Directions:
Nothing in the records may be altered. Repeat them in full.

Record set:
---+---

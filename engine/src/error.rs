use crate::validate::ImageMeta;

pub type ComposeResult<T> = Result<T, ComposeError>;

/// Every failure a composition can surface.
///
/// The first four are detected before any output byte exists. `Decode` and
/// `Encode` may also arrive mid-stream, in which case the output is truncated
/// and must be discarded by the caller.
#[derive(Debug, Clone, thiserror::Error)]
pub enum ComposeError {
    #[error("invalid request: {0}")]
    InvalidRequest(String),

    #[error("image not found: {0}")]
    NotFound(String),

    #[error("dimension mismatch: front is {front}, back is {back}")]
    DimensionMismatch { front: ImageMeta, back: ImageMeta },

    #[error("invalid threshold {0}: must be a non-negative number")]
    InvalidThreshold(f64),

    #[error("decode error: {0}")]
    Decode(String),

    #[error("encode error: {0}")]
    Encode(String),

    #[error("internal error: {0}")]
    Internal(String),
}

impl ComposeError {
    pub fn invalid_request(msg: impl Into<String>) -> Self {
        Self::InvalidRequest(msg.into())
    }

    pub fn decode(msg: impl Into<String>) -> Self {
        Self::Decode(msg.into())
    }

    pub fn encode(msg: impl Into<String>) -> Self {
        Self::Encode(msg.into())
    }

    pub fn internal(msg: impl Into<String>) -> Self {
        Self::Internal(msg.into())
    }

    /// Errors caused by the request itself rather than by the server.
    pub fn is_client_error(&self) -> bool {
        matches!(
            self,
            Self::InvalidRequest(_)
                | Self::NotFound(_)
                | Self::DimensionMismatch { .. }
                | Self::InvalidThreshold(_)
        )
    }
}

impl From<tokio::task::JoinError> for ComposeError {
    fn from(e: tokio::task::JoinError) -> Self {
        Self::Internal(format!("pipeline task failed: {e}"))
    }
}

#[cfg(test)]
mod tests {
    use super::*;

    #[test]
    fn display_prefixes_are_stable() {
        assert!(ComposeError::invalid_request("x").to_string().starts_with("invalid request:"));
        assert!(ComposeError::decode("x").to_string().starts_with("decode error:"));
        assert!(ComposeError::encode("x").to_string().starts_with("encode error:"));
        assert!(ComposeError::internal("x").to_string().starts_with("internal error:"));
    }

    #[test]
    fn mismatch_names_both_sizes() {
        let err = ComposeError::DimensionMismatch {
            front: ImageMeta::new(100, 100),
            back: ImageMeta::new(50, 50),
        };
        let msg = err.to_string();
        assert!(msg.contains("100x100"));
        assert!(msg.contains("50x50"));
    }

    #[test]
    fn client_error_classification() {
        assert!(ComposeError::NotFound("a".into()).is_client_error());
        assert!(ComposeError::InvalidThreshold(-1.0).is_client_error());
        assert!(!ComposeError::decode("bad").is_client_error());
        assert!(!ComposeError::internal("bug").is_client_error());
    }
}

---+---

Answer:
filename engine/src/error.rs
use crate::validate::ImageMeta;

pub type ComposeResult<T> = Result<T, ComposeError>;

/// Every failure a composition can surface.
///
/// The first four are detected before any output byte exists. `Decode` and
/// `Encode` may also arrive mid-stream, in which case the output is truncated
/// and must be discarded by the caller.
#[derive(Debug, Clone, thiserror::Error)]
pub enum ComposeError {
    #[error("invalid request: {0}")]
    InvalidRequest(String),

    #[error("image not found: {0}")]
    NotFound(String),

    #[error("dimension mismatch: front is {front}, back is {back}")]
    DimensionMismatch { front: ImageMeta, back: ImageMeta },

    #[error("invalid threshold {0}: must be a non-negative number")]
    InvalidThreshold(f64),

    #[error("decode error: {0}")]
    Decode(String),

    #[error("encode error: {0}")]
    Encode(String),

    #[error("internal error: {0}")]
    Internal(String),
}

impl ComposeError {
    pub fn invalid_request(msg: impl Into<String>) -> Self {
        Self::InvalidRequest(msg.into())
    }

    pub fn decode(msg: impl Into<String>) -> Self {
        Self::Decode(msg.into())
    }

    pub fn encode(msg: impl Into<String>) -> Self {
        Self::Encode(msg.into())
    }

    pub fn internal(msg: impl Into<String>) -> Self {
        Self::Internal(msg.into())
    }

    /// Errors caused by the request itself rather than by the server.
    pub fn is_client_error(&self) -> bool {
        matches!(
            self,
            Self::InvalidRequest(_)
                | Self::NotFound(_)
                | Self::DimensionMismatch { .. }
                | Self::InvalidThreshold(_)
        )
    }
}

impl From<tokio::task::JoinError> for ComposeError {
    fn from(e: tokio::task::JoinError) -> Self {
        Self::Internal(format!("pipeline task failed: {e}"))
    }
}

#[cfg(test)]
mod tests {
    use super::*;

    #[test]
    fn display_prefixes_are_stable() {
        assert!(ComposeError::invalid_request("x").to_string().starts_with("invalid request:"));
        assert!(ComposeError::decode("x").to_string().starts_with("decode error:"));
        assert!(ComposeError::encode("x").to_string().starts_with("encode error:"));
        assert!(ComposeError::internal("x").to_string().starts_with("internal error:"));
    }

    #[test]
    fn mismatch_names_both_sizes() {
        let err = ComposeError::DimensionMismatch {
            front: ImageMeta::new(100, 100),
            back: ImageMeta::new(50, 50),
        };
        let msg = err.to_string();
        assert!(msg.contains("100x100"));
        assert!(msg.contains("50x50"));
    }

    #[test]
    fn client_error_classification() {
        assert!(ComposeError::NotFound("a".into()).is_client_error());
        assert!(ComposeError::InvalidThreshold(-1.0).is_client_error());
        assert!(!ComposeError::decode("bad").is_client_error());
        assert!(!ComposeError::internal("bug").is_client_error());
    }
}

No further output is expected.